C’est la première fois dans cet évangile que les disciples apparaissent comme Apôtres (envoyés). C’est une promotion ! La mission d’aller chasser les esprits impurs, initiée par Jésus en 6.7 (il se mit à les envoyer), donne lieu à un retour enthousiaste (6.30). La mission des Douze semble s’être au passage institutionnalisée. Les envoyés aux sens actif du terme sont devenus les apôtres de l’Eglise. Ah pouvoir, quand tu nous tiens… !
Une mission, démissions…
Les apôtres rapportent « tout ce qu’ils ont fait et enseigné » (6.30). Ce « tout » dont on ne sait rien du tout (qu’ont-ils fait au juste et qu’ont-ils prêché au juste ?) sonne comme autant de baratin et de gesticulation. Le tout n’est pas d’avoir la casquette, le mandat, il faut aussi le souffle ! Personne n’est frappé d’étonnement à leur propos comme le furent les foules de Nazareth à l’écoute de Jésus. Personne ne s’interroge : « D’où cela leur vient-il ? N’est-ce pas Pierre, Jacques et Jean les pêcheurs de Capharnaüm ? » Jésus pose question, les disciples se racontent eux-mêmes. C’est le syndrome du prédicateur raté. Sa prédication ne suscite aucune question chez ses auditeurs, elle ne produit qu’admiration, félicitations ou indifférence. Quand la prédication se raconte elle-même, comme ici, au lieu d’être racontée par ceux qui l’ont entendue dans un incessant mouvement de transmission, la mission devient démission ! Et que Dieu puisse malgré tout en tirer quelque chose est une autre question.
Des brebis sans berger
Qu’est-ce qui dans le récit appuie ce verdict pour le moins rude à l’égard des disciples ? C’est le récit de la multiplication des pains.

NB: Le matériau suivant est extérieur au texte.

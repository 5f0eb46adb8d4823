//! App runner for input commands

use std::process::ExitCode;

use crate::application::ports::{ConfigStore, InputInjector, Pause};
use crate::application::InputFacade;
use crate::domain::config::AppConfig;
use crate::domain::input::MouseButton;
use crate::infrastructure::{create_injector, InjectorBackend, ThreadPause, XdgConfigStore};

use super::args::{InputCommand, InputOptions};
use super::presenter::Presenter;

/// Exit codes
pub const EXIT_SUCCESS: u8 = 0;
pub const EXIT_ERROR: u8 = 1;
pub const EXIT_USAGE_ERROR: u8 = 2;

/// What an input command produced
#[derive(Debug, Clone, PartialEq, Eq)]
pub enum InputOutcome {
    /// Events were sent; the message describes them
    Injected(String),
    /// Result of a key-state query
    KeyState(bool),
}

/// Run one input command against the configured backend
pub async fn run_input(command: InputCommand, options: InputOptions) -> ExitCode {
    let presenter = Presenter::new();

    let injector = match create_injector(options.backend) {
        Ok(injector) => injector,
        Err(e) => {
            presenter.error(&e.to_string());
            return ExitCode::from(EXIT_ERROR);
        }
    };

    if options.backend == InjectorBackend::Enigo && matches!(command, InputCommand::State { .. }) {
        presenter.warn("The enigo backend cannot read key state; every key reports released");
    }

    let facade = InputFacade::new(injector, ThreadPause::new()).with_scan_code(options.scan_code);

    // Facade calls block for their delay
    let outcome =
        tokio::task::spawn_blocking(move || execute(&facade, command, &options)).await;

    match outcome {
        Ok(InputOutcome::Injected(message)) => {
            presenter.success(&message);
            ExitCode::from(EXIT_SUCCESS)
        }
        Ok(InputOutcome::KeyState(pressed)) => {
            presenter.output(Presenter::key_state_word(pressed));
            ExitCode::from(EXIT_SUCCESS)
        }
        Err(e) => {
            presenter.error(&format!("Input task failed: {}", e));
            ExitCode::from(EXIT_ERROR)
        }
    }
}

/// Execute a command on the facade, filling omitted delays from `options`
pub fn execute<I: InputInjector, P: Pause>(
    facade: &InputFacade<I, P>,
    command: InputCommand,
    options: &InputOptions,
) -> InputOutcome {
    match command {
        InputCommand::Move { x, y } => {
            facade.move_cursor(x, y);
            InputOutcome::Injected(format!("Moved pointer by ({}, {})", x, y))
        }
        InputCommand::Click { button, delay } => {
            let delay = delay.unwrap_or(options.click_delay);
            let button: MouseButton = button.into();
            facade.click(button, delay);
            InputOutcome::Injected(format!("Clicked {} button ({})", button, delay))
        }
        InputCommand::Press { key, delay } => {
            let delay = delay.unwrap_or(options.key_delay);
            facade.press_key(key, delay);
            InputOutcome::Injected(format!("Pressed key {} ({})", key, delay))
        }
        InputCommand::Down { key, delay } => {
            let delay = delay.unwrap_or(options.key_delay);
            facade.key_down(key, delay);
            InputOutcome::Injected(format!("Key {} down after {}", key, delay))
        }
        InputCommand::Up { key, delay } => {
            let delay = delay.unwrap_or(options.key_delay);
            facade.key_up(key, delay);
            InputOutcome::Injected(format!("Key {} up after {}", key, delay))
        }
        InputCommand::State { key, mask } => InputOutcome::KeyState(facade.is_key_pressed(key, mask)),
    }
}

/// Load and merge configuration from file and CLI (CLI already carries env)
pub async fn load_merged_config(cli_config: AppConfig) -> AppConfig {
    let store = XdgConfigStore::new();
    let file_config = match store.read().await {
        Ok(config) => config.unwrap_or_default(),
        Err(e) => {
            tracing::warn!("Ignoring config file {}: {}", store.path().display(), e);
            AppConfig::empty()
        }
    };

    // Merge: defaults < file < cli
    AppConfig::defaults().merge(file_config).merge(cli_config)
}

#[cfg(test)]
mod tests {
    use super::*;
    use crate::cli::args::ButtonArg;
    use crate::domain::input::{
        Delay, KeyStateMask, KeyboardEventFlags, MouseEventFlags, ScanCode, VirtualKey,
    };
    use crate::infrastructure::{RecordedCall, RecordingInjector};

    fn options() -> InputOptions {
        InputOptions {
            backend: InjectorBackend::NoOp,
            scan_code: ScanCode::DEFAULT,
            click_delay: Delay::from_millis(15),
            key_delay: Delay::from_millis(25),
        }
    }

    fn facade(recorder: &RecordingInjector) -> InputFacade<RecordingInjector, RecordingInjector> {
        InputFacade::new(recorder.clone(), recorder.clone())
    }

    #[test]
    fn click_without_delay_uses_configured_click_delay() {
        let recorder = RecordingInjector::new();
        let outcome = execute(
            &facade(&recorder),
            InputCommand::Click {
                button: ButtonArg::Right,
                delay: None,
            },
            &options(),
        );

        assert_eq!(
            outcome,
            InputOutcome::Injected("Clicked right button (15ms)".to_string())
        );
        assert_eq!(
            recorder.calls()[1],
            RecordedCall::Pause(Delay::from_millis(15))
        );
    }

    #[test]
    fn explicit_delay_overrides_configured_key_delay() {
        let recorder = RecordingInjector::new();
        execute(
            &facade(&recorder),
            InputCommand::Press {
                key: VirtualKey::new(0x41),
                delay: Some(Delay::from_millis(5)),
            },
            &options(),
        );

        assert_eq!(recorder.calls()[1], RecordedCall::Pause(Delay::from_millis(5)));
    }

    #[test]
    fn key_up_command_sends_single_up() {
        let recorder = RecordingInjector::new();
        execute(
            &facade(&recorder),
            InputCommand::Up {
                key: VirtualKey::TAB,
                delay: None,
            },
            &options(),
        );

        assert_eq!(
            recorder.calls(),
            vec![
                RecordedCall::Pause(Delay::from_millis(25)),
                RecordedCall::Keyboard {
                    key: VirtualKey::TAB,
                    scan: ScanCode::DEFAULT,
                    flags: KeyboardEventFlags::KEYUP,
                    extra_info: 0,
                },
            ]
        );
    }

    #[test]
    fn move_command_reports_deltas() {
        let recorder = RecordingInjector::new();
        let outcome = execute(
            &facade(&recorder),
            InputCommand::Move { x: -3, y: 4 },
            &options(),
        );

        assert_eq!(
            outcome,
            InputOutcome::Injected("Moved pointer by (-3, 4)".to_string())
        );
        assert_eq!(
            recorder.injections(),
            vec![RecordedCall::Mouse {
                flags: MouseEventFlags::MOVE,
                dx: -3,
                dy: 4,
                data: 0,
                extra_info: 0,
            }]
        );
    }

    #[test]
    fn state_command_reports_query() {
        let recorder = RecordingInjector::new();
        recorder.set_key_state(VirtualKey::SHIFT, i16::MIN);
        let outcome = execute(
            &facade(&recorder),
            InputCommand::State {
                key: VirtualKey::SHIFT,
                mask: KeyStateMask::DOWN,
            },
            &options(),
        );

        assert_eq!(outcome, InputOutcome::KeyState(true));
        assert!(recorder.injections().is_empty());
    }
}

Les gens n’ont pas été évangélisés, pas autant que le prétendent les apôtres. La foule est prête à se perdre au milieu de nulle part pour trouver ce qu’elle cherche ; elle a faim de Dieu, faim de paix et de justice. Elle cherche un berger.
C’est à cet instant précis que les disciples vont briller de mille feux apostoliques. Alors que Jésus au bord des larmes ne peut détacher son regard de cette foule aux mains vides et au cœur gros, les Douze ont une idée géniale : « Renvoie-la ! » (6.36). Pensent-ils au cours de théologie pratique que Jésus doit encore leur dispenser avant la tombée de la nuit ? Pensent-ils aux cinq pains et aux deux poissons qu’ils ont mis de côté pour casser la croûte en fin de soirée ? Que ce « Renvoie-la » est accablant ! Deux mots pour expliquer pourquoi la foule n’a pas de berger : ces derniers sont bien plus préoccupés par leur propre destinée que par celle de l’humanité.
Tout faux !
Le cours de théologie pastorale peut maintenant commencer : « Donnez-leur vous-mêmes à manger !» (6.37). Ce qui provoque la contestation de la classe entière : « Pas d’argent ! Trop de bouches à nourrir ! On n’y arrivera jamais !». C’est l’argument de ceux qui ne rêvent plus depuis longtemps (et je ne pense pas ici aux trésoriers des Eglises !). D’autant que de l’argent, il y en a toujours un peu. Relevons au passage l’ironie du narrateur : les disciples n’étaient-ils pas censés voyager léger dans leur aventure missionnaire (6.8ss)? D’où sort ce petit gueuleton ? Et la foi ? Et l’obéissance ? Où sont-elles passées ?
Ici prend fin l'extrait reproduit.